| What the task requires |
Will you write out all the entries below exactly?

Saved entries:
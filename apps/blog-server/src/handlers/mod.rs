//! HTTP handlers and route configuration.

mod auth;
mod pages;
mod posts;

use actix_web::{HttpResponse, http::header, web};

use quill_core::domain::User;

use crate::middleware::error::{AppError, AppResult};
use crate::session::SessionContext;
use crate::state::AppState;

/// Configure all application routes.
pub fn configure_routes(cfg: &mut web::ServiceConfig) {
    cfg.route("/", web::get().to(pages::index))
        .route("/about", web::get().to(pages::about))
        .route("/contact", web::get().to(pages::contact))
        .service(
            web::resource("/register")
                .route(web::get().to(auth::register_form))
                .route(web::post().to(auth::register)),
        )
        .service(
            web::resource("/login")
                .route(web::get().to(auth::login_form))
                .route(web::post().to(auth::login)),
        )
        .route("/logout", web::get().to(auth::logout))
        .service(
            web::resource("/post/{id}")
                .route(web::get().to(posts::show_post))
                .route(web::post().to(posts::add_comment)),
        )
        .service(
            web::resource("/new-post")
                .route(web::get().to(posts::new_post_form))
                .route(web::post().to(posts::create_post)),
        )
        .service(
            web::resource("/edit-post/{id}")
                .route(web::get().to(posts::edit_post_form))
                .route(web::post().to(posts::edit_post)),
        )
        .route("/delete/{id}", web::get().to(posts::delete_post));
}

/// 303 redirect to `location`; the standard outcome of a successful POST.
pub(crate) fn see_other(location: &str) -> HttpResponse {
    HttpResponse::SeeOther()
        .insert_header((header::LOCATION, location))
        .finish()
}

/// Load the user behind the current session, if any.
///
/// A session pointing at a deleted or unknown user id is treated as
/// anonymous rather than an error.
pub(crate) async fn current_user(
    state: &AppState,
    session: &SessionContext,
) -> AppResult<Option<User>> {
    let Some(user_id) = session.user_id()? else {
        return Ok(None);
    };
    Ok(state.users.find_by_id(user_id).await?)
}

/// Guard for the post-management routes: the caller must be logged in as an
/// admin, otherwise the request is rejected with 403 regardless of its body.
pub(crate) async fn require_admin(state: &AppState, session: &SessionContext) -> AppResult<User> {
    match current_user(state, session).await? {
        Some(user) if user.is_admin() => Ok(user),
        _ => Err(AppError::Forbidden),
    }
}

| Reply |
filename apps/blog-server/src/handlers/mod.rs
//! HTTP handlers and route configuration.

mod auth;
mod pages;
mod posts;

use actix_web::{HttpResponse, http::header, web};

use quill_core::domain::User;

use crate::middleware::error::{AppError, AppResult};
use crate::session::SessionContext;
use crate::state::AppState;

/// Configure all application routes.
pub fn configure_routes(cfg: &mut web::ServiceConfig) {
    cfg.route("/", web::get().to(pages::index))
        .route("/about", web::get().to(pages::about))
        .route("/contact", web::get().to(pages::contact))
        .service(
            web::resource("/register")
                .route(web::get().to(auth::register_form))
                .route(web::post().to(auth::register)),
        )
        .service(
            web::resource("/login")
                .route(web::get().to(auth::login_form))
                .route(web::post().to(auth::login)),
        )
        .route("/logout", web::get().to(auth::logout))
        .service(
            web::resource("/post/{id}")
                .route(web::get().to(posts::show_post))
                .route(web::post().to(posts::add_comment)),
        )
        .service(
            web::resource("/new-post")
                .route(web::get().to(posts::new_post_form))
                .route(web::post().to(posts::create_post)),
        )
        .service(
            web::resource("/edit-post/{id}")
                .route(web::get().to(posts::edit_post_form))
                .route(web::post().to(posts::edit_post)),
        )
        .route("/delete/{id}", web::get().to(posts::delete_post));
}

/// 303 redirect to `location`; the standard outcome of a successful POST.
pub(crate) fn see_other(location: &str) -> HttpResponse {
    HttpResponse::SeeOther()
        .insert_header((header::LOCATION, location))
        .finish()
}

/// Load the user behind the current session, if any.
///
/// A session pointing at a deleted or unknown user id is treated as
/// anonymous rather than an error.
pub(crate) async fn current_user(
    state: &AppState,
    session: &SessionContext,
) -> AppResult<Option<User>> {
    let Some(user_id) = session.user_id()? else {
        return Ok(None);
    };
    Ok(state.users.find_by_id(user_id).await?)
}

/// Guard for the post-management routes: the caller must be logged in as an
/// admin, otherwise the request is rejected with 403 regardless of its body.
pub(crate) async fn require_admin(state: &AppState, session: &SessionContext) -> AppResult<User> {
    match current_user(state, session).await? {
        Some(user) if user.is_admin() => Ok(user),
        _ => Err(AppError::Forbidden),
    }
}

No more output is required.